Researchers discovered that early age of type 1 and type 2 diabetes diagnosis (>30 years old and 30-39 years old, respectively) was associated with an earlier onset of menopause than women without a diabetes diagnosis. Additionally, they discovered that, in comparison to people without diabetes, those with type 2 diabetes who were diagnosed later in life (>40 y) also experienced later onset of natural menopause. Age at menopause and gestational diabetes were not linked, according to research.

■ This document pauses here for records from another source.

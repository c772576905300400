//! Simulated audio input for modes. Mirrors the reference hardware's
//! 100-sample buffers so audio-reactive modes behave the same against the
//! simulator as against the real device.

use rand::Rng;
use serde::{Deserialize, Serialize};

use crate::core::util::{TWO_PI, unit};
use crate::ternary;

/// Buffer length used by the reference hardware.
pub const BUFFER_SIZE: usize = 100;

const SAMPLE_RATE: f32 = 44_100.0;
const FULL_SCALE: f32 = 32_767.0;

/// Peak level that flips the audio trigger for simulated sources.
pub const SIM_TRIGGER_THRESHOLD: f32 = 0.3;

/// Client-captured audio tends to be quieter, so its trigger fires lower.
pub const CLIENT_TRIGGER_THRESHOLD: f32 = 0.1;

#[derive(
    Clone, Copy, Debug, Default, Deserialize, Eq, PartialEq, Serialize,
)]
#[serde(rename_all = "snake_case")]
pub enum AudioSource {
    Silence,
    #[default]
    Sine,
    Noise,
    Beat,
    /// Waveform pushed upstream by the display client (`audio_data` events).
    File,
}

/// Generates one audio buffer per tick according to the configured source.
#[derive(Debug)]
pub struct AudioSim {
    source: AudioSource,
    level: f32,
    frequency: f32,
    frame_count: u64,
    client_audio_received: bool,
}

impl Default for AudioSim {
    fn default() -> Self {
        Self {
            source: AudioSource::default(),
            level: 0.0,
            frequency: 440.0,
            frame_count: 0,
            client_audio_received: false,
        }
    }
}

impl AudioSim {
    pub fn new() -> Self {
        Self::default()
    }

    pub fn source(&self) -> AudioSource {
        self.source
    }

    pub fn configure(
        &mut self,
        source: AudioSource,
        level: f32,
        frequency: f32,
    ) {
        self.source = source;
        self.level = unit(level);
        self.frequency = frequency;

        // A fresh switch into client audio starts silent until the first
        // audio_data event lands.
        if source == AudioSource::File {
            self.client_audio_received = false;
        }
    }

    pub fn trigger_threshold(&self) -> f32 {
        ternary!(
            self.source == AudioSource::File && self.client_audio_received,
            CLIENT_TRIGGER_THRESHOLD,
            SIM_TRIGGER_THRESHOLD
        )
    }

    /// Convert a client-captured byte-domain waveform (0..=255, 128 =
    /// silence) into the signed full-scale buffer modes expect, downsampled
    /// to [`BUFFER_SIZE`].
    pub fn accept_client_samples(&mut self, samples: &[f32]) -> Vec<f32> {
        self.client_audio_received = true;

        let step = (samples.len() / BUFFER_SIZE).max(1);
        (0..BUFFER_SIZE)
            .map(|i| {
                samples
                    .get(i * step)
                    .map(|byte| (byte - 128.0) * 256.0)
                    .unwrap_or(0.0)
            })
            .collect()
    }

    /// Produce the next simulated buffer, or `None` when live client audio
    /// has taken over and the last pushed buffer should keep standing.
    pub fn advance(&mut self) -> Option<Vec<f32>> {
        self.frame_count += 1;

        if self.source == AudioSource::File && self.client_audio_received {
            return None;
        }

        let samples = match self.source {
            AudioSource::Silence => vec![0.0; BUFFER_SIZE],
            AudioSource::Noise => self.noise(),
            AudioSource::Beat => self.beat(),
            // `File` before any client audio arrives falls back to a sine so
            // audio-reactive modes have something to chew on.
            AudioSource::Sine | AudioSource::File => self.sine(),
        };

        Some(samples)
    }

    fn sine(&self) -> Vec<f32> {
        let amplitude = self.level * FULL_SCALE;
        (0..BUFFER_SIZE)
            .map(|i| {
                let index = self.frame_count * BUFFER_SIZE as u64 + i as u64;
                let t = index as f32 / SAMPLE_RATE;
                amplitude * (TWO_PI * self.frequency * t).sin()
            })
            .collect()
    }

    fn noise(&self) -> Vec<f32> {
        let amplitude = self.level * FULL_SCALE;
        if amplitude <= 0.0 {
            return vec![0.0; BUFFER_SIZE];
        }
        let mut rng = rand::rng();
        (0..BUFFER_SIZE)
            .map(|_| rng.random_range(-amplitude..=amplitude))
            .collect()
    }

    fn beat(&self) -> Vec<f32> {
        const BEATS_PER_SECOND: f32 = 2.0;
        const KICK_HZ: f32 = 60.0;

        (0..BUFFER_SIZE)
            .map(|i| {
                let index = self.frame_count * BUFFER_SIZE as u64 + i as u64;
                let t = index as f32 / SAMPLE_RATE;
                let beat_phase = (t * BEATS_PER_SECOND) % 1.0;
                if beat_phase < 0.1 {
                    let envelope = (0.1 - beat_phase) / 0.1;
                    let amplitude = self.level * FULL_SCALE * envelope;
                    amplitude * (TWO_PI * KICK_HZ * t).sin()
                } else {
                    0.0
                }
            })
            .collect()
    }
}

/// Peak of a buffer normalized into [0, 1].
pub fn peak_level(samples: &[f32]) -> f32 {
    samples
        .iter()
        .fold(0.0f32, |acc, s| acc.max(s.abs()))
        .min(FULL_SCALE)
        / FULL_SCALE
}

#[cfg(test)]
mod tests {
    use super::*;

    #[test]
    fn silence_yields_zero_peak() {
        let mut sim = AudioSim::new();
        sim.configure(AudioSource::Silence, 1.0, 440.0);
        let buffer = sim.advance().unwrap();
        assert_eq!(buffer.len(), BUFFER_SIZE);
        assert_eq!(peak_level(&buffer), 0.0);
    }

    #[test]
    fn sine_at_full_level_is_loud() {
        let mut sim = AudioSim::new();
        sim.configure(AudioSource::Sine, 1.0, 440.0);
        let buffer = sim.advance().unwrap();
        assert!(peak_level(&buffer) > 0.5);
    }

    #[test]
    fn zero_level_noise_is_silent() {
        let mut sim = AudioSim::new();
        sim.configure(AudioSource::Noise, 0.0, 440.0);
        let buffer = sim.advance().unwrap();
        assert_eq!(peak_level(&buffer), 0.0);
    }

    #[test]
    fn client_audio_takes_over_file_source() {
        let mut sim = AudioSim::new();
        sim.configure(AudioSource::File, 0.5, 440.0);

        // Until client audio arrives the fallback sine keeps running.
        assert!(sim.advance().is_some());

        let converted = sim.accept_client_samples(&[255.0; 400]);
        assert_eq!(converted.len(), BUFFER_SIZE);
        assert!(converted.iter().all(|s| *s > 30_000.0));

        assert!(sim.advance().is_none());
    }

    #[test]
    fn client_samples_center_at_silence() {
        let mut sim = AudioSim::new();
        let converted = sim.accept_client_samples(&[128.0; 100]);
        assert!(converted.iter().all(|s| *s == 0.0));
    }

    #[test]
    fn reconfiguring_file_source_resets_client_takeover() {
        let mut sim = AudioSim::new();
        sim.configure(AudioSource::File, 0.5, 440.0);
        sim.accept_client_samples(&[200.0; 100]);
        assert!(sim.advance().is_none());

        sim.configure(AudioSource::File, 0.5, 440.0);
        assert!(sim.advance().is_some());
    }
}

In contrast to those who did not have diabetes, our large retrospective cohort analysis demonstrates that there is still a relationship between an early diabetes diagnosis and an earlier age at menopause even after controlling for factors related to age at natural menopause. In order to better understand and prevent the long-term effects of diabetes on the human body and the reproductive system, we hope that our work provides the groundwork for further research in this area, says Vrati Mehra, MD, the study’s lead author from the University of Toronto.
Although the effects of diabetes on the body as a whole are well known, the results of this study show that young women with a diagnosis of diabetes are more vulnerable to accelerated ovarian ageing and early menopause, according to Stephanie Faubion, MD, the medical director of the North American Menopause Society.